Die Alkoholaskese fällt mir leicht. Auch der temporäre Konsumverzicht (keine Kleidung, keine Wohnsachen, keine Bücher, …) ist nicht sonderlich herausfordernd. Schon seit geraumer Zeit trenne ich mich lieber von Dingen, als dass Neues hinzukommt. (Was nicht bedeutet, dass ich bei feiner Keramik oder einem schönen Kleidungsstück nicht schwach wurde. Vom wahren Minimalismus bin ich weit, sehr weit entfernt.) In Sachen Bücher hab‘ ich ein bisschen geschummelt und im Dezember einen kleinen Vorrat angeschafft. Das mit den Süßigkeiten und dem Zucker ist wirklich schwer.

Im Dezember war ich spontan für zwei Tage in München und hab‘ vor der Rückfahrt in der Bahnhofsbuchhandlung das Buch (unbeauftragte Werbung) „Schluss mit dem täglichen Weltuntergang“ von Maren Urner gefunden. Was für ein Glück. Ich kann schon heute sagen, dass dieses Werk eines meiner wichtigsten Bücher 2020 sein wird. Maren Urner ist Neurowissenschaftlerin und zeigt, wie uns die alltägliche (meist digitale) Informationsflut stresst und warum die Welt in vielen Bereichen in Wirklichkeit besser ist als die (meist negativen) Schlagzeilen es vermuten lassen. Und weshalb es entscheidend ist, worauf wir unsere Aufmerksamkeit lenken.

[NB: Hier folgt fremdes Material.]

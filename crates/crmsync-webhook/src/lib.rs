//! crmsync Webhook - HTTP surface
//!
//! A small hyper 1.x server exposing:
//!
//! | Method | Path                   | Purpose                                  |
//! |--------|------------------------|------------------------------------------|
//! | POST   | `/sync/drive`          | Reconcile a Drive folder for an owner    |
//! | POST   | `/webhooks/call-event` | Apply a PBX call event to a lead         |
//! | GET    | `/health`              | Liveness probe                           |
//! | OPTIONS| any of the above       | CORS preflight                           |
//!
//! Every response carries `access-control-allow-origin: *`. Errors are
//! reported as `{"error": "..."}`.

pub mod handlers;
pub mod server;

use std::sync::Arc;

use crmsync_core::usecases::{HandleCallEventUseCase, ReconcileFolderUseCase};

pub use server::WebhookServer;

/// Header carrying the caller identity, set by the hosting platform
pub const OWNER_HEADER: &str = "x-owner-id";

/// Use cases shared by every request
pub struct AppState {
    pub reconcile: ReconcileFolderUseCase,
    pub call_events: HandleCallEventUseCase,
}

impl AppState {
    pub fn new(reconcile: ReconcileFolderUseCase, call_events: HandleCallEventUseCase) -> Arc<Self> {
        Arc::new(Self {
            reconcile,
            call_events,
        })
    }
}
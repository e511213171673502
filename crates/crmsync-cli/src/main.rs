//! crmsync CLI - Command-line interface for crmsync
//!
//! Provides commands for:
//! - Reconciling a Drive folder into the record store
//! - Listing synced records
//! - Managing leads and replaying call events
//! - Inspecting configuration

use std::path::PathBuf;

use anyhow::Result;
use clap::{Parser, Subcommand};
use tracing_subscriber::EnvFilter;

mod commands;
mod output;

use commands::{
    config::ConfigCommand, leads::LeadsCommand, records::RecordsCommand, sync::SyncCommand,
    Context,
};
use output::OutputFormat;

#[derive(Debug, Parser)]
#[command(name = "crmsync", version, about = "Drive folder sync and PBX call tracking")]
pub struct Cli {
    /// Output in JSON format
    #[arg(long, global = true)]
    json: bool,

    /// Verbose output (can be repeated: -v, -vv)
    #[arg(short, long, action = clap::ArgAction::Count, global = true)]
    verbose: u8,

    /// Use alternate config file
    #[arg(long, global = true)]
    config: Option<PathBuf>,

    #[command(subcommand)]
    command: Commands,
}

#[derive(Debug, Subcommand)]
pub enum Commands {
    /// Reconcile a Drive folder into the record store
    Sync(SyncCommand),
    /// Inspect synced records
    #[command(subcommand)]
    Records(RecordsCommand),
    /// Manage leads
    #[command(subcommand)]
    Leads(LeadsCommand),
    /// View configuration
    #[command(subcommand)]
    Config(ConfigCommand),
}

#[tokio::main]
async fn main() -> Result<()> {
    let cli = Cli::parse();

    let filter = match cli.verbose {
        0 => "warn",
        1 => "info",
        2 => "debug",
        _ => "trace",
    };
    let env_filter = EnvFilter::try_from_default_env().unwrap_or_else(|_| EnvFilter::new(filter));

    tracing_subscriber::fmt()
        .with_env_filter(env_filter)
        .with_target(false)
        .with_writer(std::io::stderr)
        .init();

    let format = if cli.json {
        OutputFormat::Json
    } else {
        OutputFormat::Human
    };
    let ctx = Context::new(cli.config, format);

    match cli.command {
        Commands::Sync(cmd) => cmd.execute(&ctx).await,
        Commands::Records(cmd) => cmd.execute(&ctx).await,
        Commands::Leads(cmd) => cmd.execute(&ctx).await,
        Commands::Config(cmd) => cmd.execute(&ctx).await,
    }
}
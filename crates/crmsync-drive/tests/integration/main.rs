//! Integration tests for crmsync-drive
//!
//! Uses wiremock to simulate the Google Drive v3 API and verifies the
//! listing pagination, error classification, and the tree source adapter.

mod common;

mod test_listing;
mod test_tree_source;
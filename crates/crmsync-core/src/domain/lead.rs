//! Lead entity and call-status state machine
//!
//! ## State Machine
//!
//! ```text
//!            ringing             answered             hangup
//!   None ──────────► Ringing ──────────► InCall ──────────► CallDone
//!                       ▲                                      │
//!                       └──────────────── ringing ─────────────┘
//! ```
//!
//! The PBX is authoritative: every event is applied regardless of the
//! current status, so a missed `answered` still ends in `CallDone` (just
//! without a duration).

use std::fmt;
use std::str::FromStr;

use chrono::{DateTime, Utc};
use serde::{Deserialize, Serialize};

use super::{errors::DomainError, newtypes::LeadId};

/// Number of trailing digits used for the suffix phone match
pub const PHONE_SUFFIX_DIGITS: usize = 9;

// ============================================================================
// CallStatus / CallEvent
// ============================================================================

/// Call status of a lead
#[derive(Debug, Clone, Copy, Default, PartialEq, Eq, Hash, Serialize, Deserialize)]
#[serde(rename_all = "snake_case")]
pub enum CallStatus {
    #[default]
    None,
    Ringing,
    InCall,
    CallDone,
}

impl CallStatus {
    pub fn as_str(&self) -> &'static str {
        match self {
            CallStatus::None => "none",
            CallStatus::Ringing => "ringing",
            CallStatus::InCall => "in_call",
            CallStatus::CallDone => "call_done",
        }
    }
}

impl fmt::Display for CallStatus {
    fn fmt(&self, f: &mut fmt::Formatter<'_>) -> fmt::Result {
        f.write_str(self.as_str())
    }
}

impl FromStr for CallStatus {
    type Err = DomainError;

    fn from_str(s: &str) -> Result<Self, Self::Err> {
        match s {
            "none" => Ok(CallStatus::None),
            "ringing" => Ok(CallStatus::Ringing),
            "in_call" => Ok(CallStatus::InCall),
            "call_done" => Ok(CallStatus::CallDone),
            other => Err(DomainError::InvalidCallState(format!(
                "unknown call status '{other}'"
            ))),
        }
    }
}

/// Inbound PBX event
#[derive(Debug, Clone, Copy, PartialEq, Eq, Hash, Serialize, Deserialize)]
#[serde(rename_all = "snake_case")]
pub enum CallEvent {
    Ringing,
    Answered,
    Hangup,
}

impl CallEvent {
    /// Every accepted event name, in lifecycle order
    pub const NAMES: [&'static str; 3] = ["ringing", "answered", "hangup"];

    pub fn as_str(&self) -> &'static str {
        match self {
            CallEvent::Ringing => "ringing",
            CallEvent::Answered => "answered",
            CallEvent::Hangup => "hangup",
        }
    }
}

impl fmt::Display for CallEvent {
    fn fmt(&self, f: &mut fmt::Formatter<'_>) -> fmt::Result {
        f.write_str(self.as_str())
    }
}

impl FromStr for CallEvent {
    type Err = DomainError;

    fn from_str(s: &str) -> Result<Self, Self::Err> {
        match s {
            "ringing" => Ok(CallEvent::Ringing),
            "answered" => Ok(CallEvent::Answered),
            "hangup" => Ok(CallEvent::Hangup),
            other => Err(DomainError::InvalidCallState(format!(
                "unknown event '{other}'; valid events: {}",
                CallEvent::NAMES.join(", ")
            ))),
        }
    }
}

// ============================================================================
// CallStateUpdate
// ============================================================================

/// Fields written to a lead by one call event
///
/// `None` on an `Option<Option<_>>` field means "leave unchanged";
/// `Some(None)` means "clear".
#[derive(Debug, Clone, PartialEq, Eq)]
pub struct CallStateUpdate {
    pub call_status: CallStatus,
    pub call_started_at: Option<Option<DateTime<Utc>>>,
    pub last_call_duration: Option<i64>,
    pub last_call_at: Option<DateTime<Utc>>,
}

// ============================================================================
// Lead
// ============================================================================

/// A contact that can receive PBX calls
#[derive(Debug, Clone, PartialEq, Eq, Serialize, Deserialize)]
pub struct Lead {
    id: LeadId,
    name: String,
    /// Phone number as entered (not normalized)
    phone: String,
    call_status: CallStatus,
    call_started_at: Option<DateTime<Utc>>,
    /// Duration of the last completed call in whole seconds
    last_call_duration: Option<i64>,
    last_call_at: Option<DateTime<Utc>>,
    created_at: DateTime<Utc>,
}

impl Lead {
    /// Creates a new lead with no call history
    pub fn new(name: impl Into<String>, phone: impl Into<String>) -> Self {
        Self {
            id: LeadId::new(),
            name: name.into(),
            phone: phone.into(),
            call_status: CallStatus::None,
            call_started_at: None,
            last_call_duration: None,
            last_call_at: None,
            created_at: Utc::now(),
        }
    }

    /// Reconstitutes a lead from storage
    #[allow(clippy::too_many_arguments)]
    pub fn from_parts(
        id: LeadId,
        name: String,
        phone: String,
        call_status: CallStatus,
        call_started_at: Option<DateTime<Utc>>,
        last_call_duration: Option<i64>,
        last_call_at: Option<DateTime<Utc>>,
        created_at: DateTime<Utc>,
    ) -> Self {
        Self {
            id,
            name,
            phone,
            call_status,
            call_started_at,
            last_call_duration,
            last_call_at,
            created_at,
        }
    }

    pub fn id(&self) -> &LeadId {
        &self.id
    }

    pub fn name(&self) -> &str {
        &self.name
    }

    pub fn phone(&self) -> &str {
        &self.phone
    }

    pub fn call_status(&self) -> CallStatus {
        self.call_status
    }

    pub fn call_started_at(&self) -> Option<DateTime<Utc>> {
        self.call_started_at
    }

    pub fn last_call_duration(&self) -> Option<i64> {
        self.last_call_duration
    }

    pub fn last_call_at(&self) -> Option<DateTime<Utc>> {
        self.last_call_at
    }

    pub fn created_at(&self) -> DateTime<Utc> {
        self.created_at
    }

    /// Computes the update `event` produces at time `now`
    ///
    /// Pure: the lead itself is not modified. Use [`Lead::apply`] to fold
    /// the update back in.
    ///
    /// `ringing` always clears `call_started_at`. `hangup` clears it too when
    /// a call was in progress, turning it into `last_call_duration`; with no
    /// recorded start the field is left alone and no duration is reported.
    pub fn transition(&self, event: CallEvent, now: DateTime<Utc>) -> CallStateUpdate {
        match event {
            CallEvent::Ringing => CallStateUpdate {
                call_status: CallStatus::Ringing,
                call_started_at: Some(None),
                last_call_duration: None,
                last_call_at: None,
            },
            CallEvent::Answered => CallStateUpdate {
                call_status: CallStatus::InCall,
                call_started_at: Some(Some(now)),
                last_call_duration: None,
                last_call_at: None,
            },
            CallEvent::Hangup => {
                let duration = self
                    .call_started_at
                    .map(|start| (now - start).num_seconds().max(0));
                CallStateUpdate {
                    call_status: CallStatus::CallDone,
                    call_started_at: duration.map(|_| None),
                    last_call_duration: duration,
                    last_call_at: Some(now),
                }
            }
        }
    }

    /// Folds an update into this lead
    pub fn apply(&mut self, update: &CallStateUpdate) {
        self.call_status = update.call_status;
        if let Some(started) = update.call_started_at {
            self.call_started_at = started;
        }
        if let Some(duration) = update.last_call_duration {
            self.last_call_duration = Some(duration);
        }
        if let Some(at) = update.last_call_at {
            self.last_call_at = Some(at);
        }
    }
}

// ============================================================================
// PhoneLookup
// ============================================================================

/// The three match keys tried for an inbound phone number
///
/// A lead matches if its stored phone equals `exact`, equals `normalized`,
/// or ends with `suffix`.
#[derive(Debug, Clone, PartialEq, Eq)]
pub struct PhoneLookup {
    /// The number exactly as received
    pub exact: String,
    /// Whitespace and punctuation removed; a leading `+` is kept
    pub normalized: String,
    /// Last [`PHONE_SUFFIX_DIGITS`] digits of the normalized number
    pub suffix: String,
}

impl PhoneLookup {
    /// Builds the match keys for `raw`
    ///
    /// # Errors
    /// Returns `DomainError::InvalidPhone` if `raw` contains no digits
    pub fn new(raw: &str) -> Result<Self, DomainError> {
        let exact = raw.trim().to_string();
        let normalized = normalize_phone(&exact);
        let digits: Vec<char> = normalized.chars().filter(char::is_ascii_digit).collect();
        if digits.is_empty() {
            return Err(DomainError::InvalidPhone(raw.to_string()));
        }
        let start = digits.len().saturating_sub(PHONE_SUFFIX_DIGITS);
        let suffix = digits[start..].iter().collect();
        Ok(Self {
            exact,
            normalized,
            suffix,
        })
    }

    /// Returns true if a stored phone number satisfies any of the keys
    pub fn matches(&self, stored: &str) -> bool {
        stored == self.exact || stored == self.normalized || stored.ends_with(&self.suffix)
    }
}

/// Strips whitespace and punctuation, keeping digits and a leading `+`
pub fn normalize_phone(raw: &str) -> String {
    let trimmed = raw.trim();
    let mut out = String::with_capacity(trimmed.len());
    if trimmed.starts_with('+') {
        out.push('+');
    }
    out.extend(trimmed.chars().filter(char::is_ascii_digit));
    out
}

Das Internet gehört zu meinem Leben (beruflich wie privat), ich mag meine Communities in den sozialen Medien und ich bin froh über die komfortablen Möglichkeiten zur Informationsbeschaffung. Trotzdem gesellen sich zur Inspiration und zum freundlichen Austausch auch Überdruss und Unzufriedenheit. Dank Maren Urner weiß ich jetzt, woran das liegt. Den Griff zum Smartphone werde ich künftig deshalb öfter sein lassen. Also bitte nicht wundern, wenn es mit meinen Antworten bei Instragram, WhatsApp und Co. ein bisschen länger dauert. Ich bin wahrscheinlich im Garten oder bücherlesend auf dem Sofa. Mit einer Tasse Kaffee ohne Zucker.